HomeDall'Italia e dal mondoPonte sullo Stretto, scontro dopo il...

Ponte sullo Stretto, scontro dopo il parere tecnico: Ciucci esulta, Bonelli parla di via libera condizionato

Il parere tecnico espresso dal Consiglio superiore dei lavori pubblici segna un nuovo passaggio nell’iter del Ponte sullo Stretto di Messina. L’esito dell’istruttoria suscita tuttavia reazioni opposte tra la società incaricata dell’opera e le forze di opposizione.

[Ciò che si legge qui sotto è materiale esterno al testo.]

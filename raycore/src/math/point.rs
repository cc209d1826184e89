use std::ops::{Add, AddAssign, Sub, SubAssign};

use super::Vector3;

/// A position in 3D space. Its homogeneous coordinate is implicitly 1.
#[derive(Clone, Copy, PartialEq, Debug, Default)]
pub struct Point3 {
    pub x: f64,
    pub y: f64,
    pub z: f64,
}

impl Point3 {
    pub fn new(x: f64, y: f64, z: f64) -> Self {
        Self { x, y, z }
    }

    pub fn origin() -> Self {
        Self::default()
    }

    /// The vector from the origin to this point.
    pub fn to_vector(self) -> Vector3 {
        Vector3::new(self.x, self.y, self.z)
    }
}

impl From<Vector3> for Point3 {
    fn from(v: Vector3) -> Self {
        Self::new(v.x, v.y, v.z)
    }
}

impl Sub for Point3 {
    type Output = Vector3;

    fn sub(self, rhs: Self) -> Self::Output {
        Vector3::new(self.x - rhs.x, self.y - rhs.y, self.z - rhs.z)
    }
}

impl Add<Vector3> for Point3 {
    type Output = Point3;

    fn add(self, rhs: Vector3) -> Self::Output {
        Self::new(self.x + rhs.x, self.y + rhs.y, self.z + rhs.z)
    }
}

impl AddAssign<Vector3> for Point3 {
    fn add_assign(&mut self, rhs: Vector3) {
        *self = *self + rhs;
    }
}

impl Sub<Vector3> for Point3 {
    type Output = Point3;

    fn sub(self, rhs: Vector3) -> Self::Output {
        Self::new(self.x - rhs.x, self.y - rhs.y, self.z - rhs.z)
    }
}

impl SubAssign<Vector3> for Point3 {
    fn sub_assign(&mut self, rhs: Vector3) {
        *self = *self - rhs;
    }
}

/// A point on a 2D sampling domain (unit square or unit disk).
#[derive(Clone, Copy, PartialEq, Debug, Default)]
pub struct Point2 {
    pub x: f64,
    pub y: f64,
}

impl Point2 {
    pub fn new(x: f64, y: f64) -> Self {
        Self { x, y }
    }
}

La soddisfazione di Ciucci e l’avanzamento verso il Cipess

L’amministratore delegato della Stretto di Messina, Pietro Ciucci, ha accolto con favore l’esito delle verifiche tecniche, evidenziando il valore del lavoro svolto dalle commissioni preposte:

“Accolgo con piacere il parere tecnico per il Ponte sullo Stretto di Messina espresso dal Consiglio Superiore dei Lavori Pubblici che fa seguito a una lunga e approfondita istruttoria che ha riguardato l’intero progetto definitivo dell’opera, seguendo in maniera estensiva le previsioni del Decreto Legge 32/2026. Adesso esamineremo con i nostri tecnici e progettisti le osservazioni che accompagnano il parere, per dare pronta risposta tecnica e consentire al Ministero delle Infrastrutture e dei Trasporti di trasmettere al Dipe la documentazione del progetto per l’iscrizione all’ordine del giorno del Cipess per la prevista nuova delibera”.

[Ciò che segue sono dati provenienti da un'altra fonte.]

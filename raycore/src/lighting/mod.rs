mod area;

use rand::Rng;

use crate::{
    material::{Color, Material},
    math::{Point3, Ray},
    sampler::{SampleStream, Sampler},
    scene::{Intersection, Scene, EPSILON},
};

pub use area::*;

/// Distance falloff `1 / (constant + linear d + quadratic d^2)`.
#[derive(Debug, Clone, Copy, PartialEq)]
pub struct Attenuation {
    pub constant: f64,
    pub linear: f64,
    pub quadratic: f64,
}

impl Default for Attenuation {
    fn default() -> Self {
        Self {
            constant: 1.,
            linear: 0.,
            quadratic: 0.,
        }
    }
}

impl Attenuation {
    pub fn new(constant: f64, linear: f64, quadratic: f64) -> Self {
        Self {
            constant,
            linear,
            quadratic,
        }
    }

    pub fn factor(&self, dist: f64) -> f64 {
        1. / (self.constant + self.linear * dist + self.quadratic * dist * dist).max(EPSILON)
    }
}

/// The result of a light's influence on a ray intersection, already weighted
/// by the surface material.
#[derive(Clone, Debug, Default, PartialEq)]
pub struct LightShading {
    pub diffuse: Color,
    pub specular: Color,
}

/// A point light, or an area light when it carries a sampler spread over an
/// [`AreaShape`].
#[derive(Clone, Debug)]
pub struct Light {
    /// The center of this light.
    pub position: Point3,

    /// The color of this light.
    pub color: Color,

    pub attenuation: Attenuation,

    pub area_shape: AreaShape,

    /// Radius of a disk, sphere or hemisphere, or side of a square.
    pub area_size: f64,

    sampler: Option<Sampler>,
}

impl Light {
    pub fn point(position: Point3, color: Color, attenuation: Attenuation) -> Self {
        Self {
            position,
            color,
            attenuation,
            area_shape: AreaShape::None,
            area_size: 0.,
            sampler: None,
        }
    }

    /// An area light. A shape of [`AreaShape::None`] gives a point light.
    #[allow(clippy::too_many_arguments)]
    pub fn area<R: Rng>(
        position: Point3,
        color: Color,
        attenuation: Attenuation,
        shape: AreaShape,
        num_samples: usize,
        size: f64,
        num_sets: usize,
        rng: &mut R,
    ) -> Self {
        let mut light = Self::point(position, color, attenuation);
        if shape == AreaShape::None {
            return light;
        }

        let mut sampler = Sampler::with_rng(num_samples, num_sets, rng);
        shape.prepare(&mut sampler);

        light.area_shape = shape;
        light.area_size = size;
        light.sampler = Some(sampler);
        light
    }

    pub fn sampler(&self) -> Option<&Sampler> {
        self.sampler.as_ref()
    }

    /// Sample points drawn per shading evaluation.
    pub fn num_samples(&self) -> usize {
        self.sampler.as_ref().map_or(1, Sampler::num_samples)
    }

    /// The next point on the light. Point lights, or calls without a stream,
    /// always give the center.
    pub fn sample_point(&self, stream: Option<&mut SampleStream>) -> Point3 {
        match stream {
            Some(stream) if self.sampler.is_some() => {
                self.position + self.area_shape.offset(stream, self.area_size)
            }
            _ => self.position,
        }
    }

    /// Diffuse and specular light arriving at `hit` from this light, shadowed
    /// by every other object in the scene.
    pub fn shading(
        &self,
        ray: &Ray,
        hit: &Intersection,
        material: &Material,
        scene: &Scene,
        mut stream: Option<&mut SampleStream>,
    ) -> LightShading {
        let n = self.num_samples();
        let mut shading = LightShading::default();

        for _ in 0..n {
            // vector pointing from hit to the light sample
            let lvec = self.sample_point(stream.as_deref_mut()) - hit.point;

            // calculate distance and normalize, all at once
            let dist = lvec.magnitude();
            if dist < EPSILON {
                continue;
            }
            let lvec = lvec / dist;

            // apply shadowing
            let shadow_ray = Ray::new(hit.point, lvec);
            if scene.occluded(&shadow_ray, dist, Some(hit.object.id)) {
                continue;
            }

            let light = self.color * (self.attenuation.factor(dist) / n as f64);

            let diffuse = hit.normal.dot(lvec).max(0.);
            shading.diffuse += light * (diffuse * material.diffuse);

            if material.specular > 0. {
                let halfway_dir = (lvec - ray.direction).normalize();
                let specular = hit.normal.dot(halfway_dir).max(0.).powf(material.shininess);
                shading.specular += light * (specular * material.specular);
            }
        }

        shading
    }
}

Il vertice della società ha inoltre rimarcato la collaborazione instaurata con le diverse strutture coinvolte nel processo valutativo:

“Ringrazio il presidente Massimo Sessa e l’intero Consiglio Superiore per il grande impegno profuso nell’attività di esame che ha riguardato in modo progressivo e specialistico tutti i principali aspetti ingegneristici dell’opera. Stretto di Messina ha assicurato la massima e doverosa collaborazione insieme ai progettisti del Contraente generale Eurolink, a Parsons Transportation Group quale Project Manager Consultant e all’Expert Panel, organo a supporto della Stretto di Messina per le attività tecnico-specialistiche”.

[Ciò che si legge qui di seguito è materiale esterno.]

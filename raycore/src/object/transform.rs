use crate::math::{Matrix, Point3, Vector3};

/// Placement of a primitive in the world: its authoring-time position,
/// rotation and scale, a constant acceleration for animated scenes, and the
/// derived world-to-object matrix the hit tests run through.
#[derive(Debug, Clone, PartialEq)]
pub struct Transform {
    pub original_position: Point3,

    /// Rotation about the world X, Y and Z axes, in degrees, applied in that order.
    pub original_rotation: Vector3,

    pub original_scale: Vector3,

    /// Units per time step the object moves by in `update`.
    pub acceleration: Vector3,

    position: Point3,
    inverse: Matrix,
}

impl Default for Transform {
    fn default() -> Self {
        Self {
            original_position: Point3::origin(),
            original_rotation: Vector3::default(),
            original_scale: Vector3::new(1., 1., 1.),
            acceleration: Vector3::default(),
            position: Point3::origin(),
            inverse: Matrix::default(),
        }
    }
}

impl Transform {
    pub fn new(position: Point3, rotation: Vector3, scale: Vector3) -> Self {
        let mut transform = Self {
            original_position: position,
            original_rotation: rotation,
            original_scale: scale,
            ..Default::default()
        };
        transform.update(0.);
        transform
    }

    /// A pure translation.
    pub fn at(position: Point3) -> Self {
        Self::new(position, Vector3::default(), Vector3::new(1., 1., 1.))
    }

    /// The current position, after the last `update`.
    pub fn position(&self) -> Point3 {
        self.position
    }

    /// The world-to-object matrix.
    pub fn inverse(&self) -> Matrix {
        self.inverse
    }

    /// The object-to-world matrix, `T * Rz * Ry * Rx * S`.
    pub fn forward(&self) -> Matrix {
        let r = self.original_rotation;
        Matrix::translation(self.position.to_vector())
            * Matrix::from_euler_zyx(r.x.to_radians(), r.y.to_radians(), r.z.to_radians())
            * Matrix::scaling(self.original_scale)
    }

    /// Move to `original_position + acceleration * dt` and rebuild the inverse
    /// matrix as `S^-1 * Rx^-1 * Ry^-1 * Rz^-1 * T^-1`.
    pub fn update(&mut self, dt: f64) {
        self.position = self.original_position + self.acceleration * dt;

        let r = self.original_rotation;
        let s = self.original_scale;
        self.inverse = Matrix::scaling(Vector3::new(1. / s.x, 1. / s.y, 1. / s.z))
            * Matrix::from_euler_xyz(-r.x.to_radians(), -r.y.to_radians(), -r.z.to_radians())
            * Matrix::translation(-self.position.to_vector());
    }
}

Le critiche di Bonelli e la richiesta di pubblicazione del parere

Di orientamento opposto la lettura fornita da Angelo Bonelli, deputato di Alleanza Verdi e Sinistra e co-portavoce di Europa Verde, secondo cui la presenza di numerose osservazioni condizionerebbe l’esito dell’istruttoria:

“Quello annunciato dal Mit non è affatto un via libera pieno. Il parere del Consiglio superiore dei lavori pubblici sul progetto del Ponte sullo Stretto sarebbe stato rilasciato con numerose e sostanziali osservazioni, che evidentemente ne condizionano pesantemente l’esito”.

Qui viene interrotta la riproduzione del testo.